**YOUR INSTRUCTIONS**:
Hand back each record exactly as you find it.

**ENTRIES PROVIDED**:
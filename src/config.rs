//! Runtime configuration, built once at startup and passed down by reference.

use crate::api::football_api::API_FOOTBALL_BASE_URL;
use crate::api::openai_api::OPENAI_BASE_URL;
use crate::scheduler::{FetchSchedule, ScheduleError, DEFAULT_FETCH_SCHEDULE};
use std::path::PathBuf;
use std::str::FromStr;
use thiserror::Error;

#[derive(Debug, Error)]
pub enum ConfigError {
    #[error("{0} not set in environment or .env file")]
    Missing(&'static str),

    #[error("Invalid value for {key}: {value:?}")]
    Invalid { key: &'static str, value: String },

    #[error("Invalid FETCH_SCHEDULE: {0}")]
    Schedule(#[from] ScheduleError),
}

/// Upstream sports data API
#[derive(Debug, Clone)]
pub struct ApiFootballConfig {
    pub api_key: String,
    pub base_url: String,
}

/// Knobs for the fetch-and-enrich job
#[derive(Debug, Clone)]
pub struct PipelineConfig {
    pub data_dir: PathBuf,
    pub window_days: u32,
    pub odds_bookmaker: u32, // 8 = Bet365
    pub odds_bet: u32,       // 1 = Match Winner
    pub h2h_last: u32,
}

impl Default for PipelineConfig {
    fn default() -> Self {
        Self {
            data_dir: PathBuf::from("data"),
            window_days: 3,
            odds_bookmaker: 8,
            odds_bet: 1,
            h2h_last: 10,
        }
    }
}

/// Chat completions API used by the betslip endpoint
#[derive(Debug, Clone)]
pub struct LlmConfig {
    pub api_key: Option<String>,
    pub base_url: String,
    pub model: String,
    pub max_tokens: u32,
}

#[derive(Debug, Clone)]
pub struct ServerConfig {
    pub host: String,
    pub port: u16,
}

impl ServerConfig {
    pub fn addr(&self) -> String {
        format!("{}:{}", self.host, self.port)
    }
}

#[derive(Debug, Clone)]
pub struct Config {
    pub api: ApiFootballConfig,
    pub pipeline: PipelineConfig,
    pub schedule: FetchSchedule,
    pub llm: LlmConfig,
    pub server: ServerConfig,
    pub jwt_secret: Option<String>,
}

impl Config {
    /// Load `.env` and read configuration from the process environment
    pub fn from_env() -> Result<Self, ConfigError> {
        dotenv::dotenv().ok();
        Self::from_lookup(|key| std::env::var(key).ok())
    }

    /// Build configuration from any key lookup; blank values count as unset
    pub fn from_lookup<F>(lookup: F) -> Result<Self, ConfigError>
    where
        F: Fn(&str) -> Option<String>,
    {
        let get = |key: &str| lookup(key).filter(|v| !v.trim().is_empty());

        let api_key = get("API_FOOTBALL_KEY").ok_or(ConfigError::Missing("API_FOOTBALL_KEY"))?;

        let defaults = PipelineConfig::default();
        let window_days = parse_or(&get, "FETCH_WINDOW_DAYS", defaults.window_days)?;
        if window_days == 0 {
            return Err(ConfigError::Invalid {
                key: "FETCH_WINDOW_DAYS",
                value: window_days.to_string(),
            });
        }

        let schedule = match get("FETCH_SCHEDULE") {
            Some(expr) => expr.parse::<FetchSchedule>()?,
            None => DEFAULT_FETCH_SCHEDULE.parse::<FetchSchedule>()?,
        };

        Ok(Self {
            api: ApiFootballConfig {
                api_key,
                base_url: get("API_FOOTBALL_BASE_URL")
                    .unwrap_or_else(|| API_FOOTBALL_BASE_URL.to_string()),
            },
            pipeline: PipelineConfig {
                data_dir: get("DATA_DIR").map(PathBuf::from).unwrap_or(defaults.data_dir),
                window_days,
                odds_bookmaker: parse_or(&get, "ODDS_BOOKMAKER", defaults.odds_bookmaker)?,
                odds_bet: parse_or(&get, "ODDS_BET", defaults.odds_bet)?,
                h2h_last: parse_or(&get, "H2H_LAST", defaults.h2h_last)?,
            },
            schedule,
            llm: LlmConfig {
                api_key: get("OPENAI_API_KEY"),
                base_url: get("OPENAI_BASE_URL").unwrap_or_else(|| OPENAI_BASE_URL.to_string()),
                model: get("OPENAI_MODEL").unwrap_or_else(|| "gpt-4o".to_string()),
                max_tokens: parse_or(&get, "OPENAI_MAX_TOKENS", 300)?,
            },
            server: ServerConfig {
                host: get("HOST").unwrap_or_else(|| "127.0.0.1".to_string()),
                port: parse_or(&get, "PORT", 5000)?,
            },
            jwt_secret: get("JWT_SECRET"),
        })
    }
}

fn parse_or<T, G>(get: &G, key: &'static str, default: T) -> Result<T, ConfigError>
where
    T: FromStr,
    G: Fn(&str) -> Option<String>,
{
    match get(key) {
        Some(raw) => match raw.trim().parse() {
            Ok(value) => Ok(value),
            Err(_) => Err(ConfigError::Invalid { key, value: raw }),
        },
        None => Ok(default),
    }
}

**ANSWER TO THE PROBLEM**:
filename src/config.rs
//! Runtime configuration, built once at startup and passed down by reference.

use crate::api::football_api::API_FOOTBALL_BASE_URL;
use crate::api::openai_api::OPENAI_BASE_URL;
use crate::scheduler::{FetchSchedule, ScheduleError, DEFAULT_FETCH_SCHEDULE};
use std::path::PathBuf;
use std::str::FromStr;
use thiserror::Error;

#[derive(Debug, Error)]
pub enum ConfigError {
    #[error("{0} not set in environment or .env file")]
    Missing(&'static str),

    #[error("Invalid value for {key}: {value:?}")]
    Invalid { key: &'static str, value: String },

    #[error("Invalid FETCH_SCHEDULE: {0}")]
    Schedule(#[from] ScheduleError),
}

/// Upstream sports data API
#[derive(Debug, Clone)]
pub struct ApiFootballConfig {
    pub api_key: String,
    pub base_url: String,
}

/// Knobs for the fetch-and-enrich job
#[derive(Debug, Clone)]
pub struct PipelineConfig {
    pub data_dir: PathBuf,
    pub window_days: u32,
    pub odds_bookmaker: u32, // 8 = Bet365
    pub odds_bet: u32,       // 1 = Match Winner
    pub h2h_last: u32,
}

impl Default for PipelineConfig {
    fn default() -> Self {
        Self {
            data_dir: PathBuf::from("data"),
            window_days: 3,
            odds_bookmaker: 8,
            odds_bet: 1,
            h2h_last: 10,
        }
    }
}

/// Chat completions API used by the betslip endpoint
#[derive(Debug, Clone)]
pub struct LlmConfig {
    pub api_key: Option<String>,
    pub base_url: String,
    pub model: String,
    pub max_tokens: u32,
}

#[derive(Debug, Clone)]
pub struct ServerConfig {
    pub host: String,
    pub port: u16,
}

impl ServerConfig {
    pub fn addr(&self) -> String {
        format!("{}:{}", self.host, self.port)
    }
}

#[derive(Debug, Clone)]
pub struct Config {
    pub api: ApiFootballConfig,
    pub pipeline: PipelineConfig,
    pub schedule: FetchSchedule,
    pub llm: LlmConfig,
    pub server: ServerConfig,
    pub jwt_secret: Option<String>,
}

impl Config {
    /// Load `.env` and read configuration from the process environment
    pub fn from_env() -> Result<Self, ConfigError> {
        dotenv::dotenv().ok();
        Self::from_lookup(|key| std::env::var(key).ok())
    }

    /// Build configuration from any key lookup; blank values count as unset
    pub fn from_lookup<F>(lookup: F) -> Result<Self, ConfigError>
    where
        F: Fn(&str) -> Option<String>,
    {
        let get = |key: &str| lookup(key).filter(|v| !v.trim().is_empty());

        let api_key = get("API_FOOTBALL_KEY").ok_or(ConfigError::Missing("API_FOOTBALL_KEY"))?;

        let defaults = PipelineConfig::default();
        let window_days = parse_or(&get, "FETCH_WINDOW_DAYS", defaults.window_days)?;
        if window_days == 0 {
            return Err(ConfigError::Invalid {
                key: "FETCH_WINDOW_DAYS",
                value: window_days.to_string(),
            });
        }

        let schedule = match get("FETCH_SCHEDULE") {
            Some(expr) => expr.parse::<FetchSchedule>()?,
            None => DEFAULT_FETCH_SCHEDULE.parse::<FetchSchedule>()?,
        };

        Ok(Self {
            api: ApiFootballConfig {
                api_key,
                base_url: get("API_FOOTBALL_BASE_URL")
                    .unwrap_or_else(|| API_FOOTBALL_BASE_URL.to_string()),
            },
            pipeline: PipelineConfig {
                data_dir: get("DATA_DIR").map(PathBuf::from).unwrap_or(defaults.data_dir),
                window_days,
                odds_bookmaker: parse_or(&get, "ODDS_BOOKMAKER", defaults.odds_bookmaker)?,
                odds_bet: parse_or(&get, "ODDS_BET", defaults.odds_bet)?,
                h2h_last: parse_or(&get, "H2H_LAST", defaults.h2h_last)?,
            },
            schedule,
            llm: LlmConfig {
                api_key: get("OPENAI_API_KEY"),
                base_url: get("OPENAI_BASE_URL").unwrap_or_else(|| OPENAI_BASE_URL.to_string()),
                model: get("OPENAI_MODEL").unwrap_or_else(|| "gpt-4o".to_string()),
                max_tokens: parse_or(&get, "OPENAI_MAX_TOKENS", 300)?,
            },
            server: ServerConfig {
                host: get("HOST").unwrap_or_else(|| "127.0.0.1".to_string()),
                port: parse_or(&get, "PORT", 5000)?,
            },
            jwt_secret: get("JWT_SECRET"),
        })
    }
}

fn parse_or<T, G>(get: &G, key: &'static str, default: T) -> Result<T, ConfigError>
where
    T: FromStr,
    G: Fn(&str) -> Option<String>,
{
    match get(key) {
        Some(raw) => match raw.trim().parse() {
            Ok(value) => Ok(value),
            Err(_) => Err(ConfigError::Invalid { key, value: raw }),
        },
        None => Ok(default),
    }
}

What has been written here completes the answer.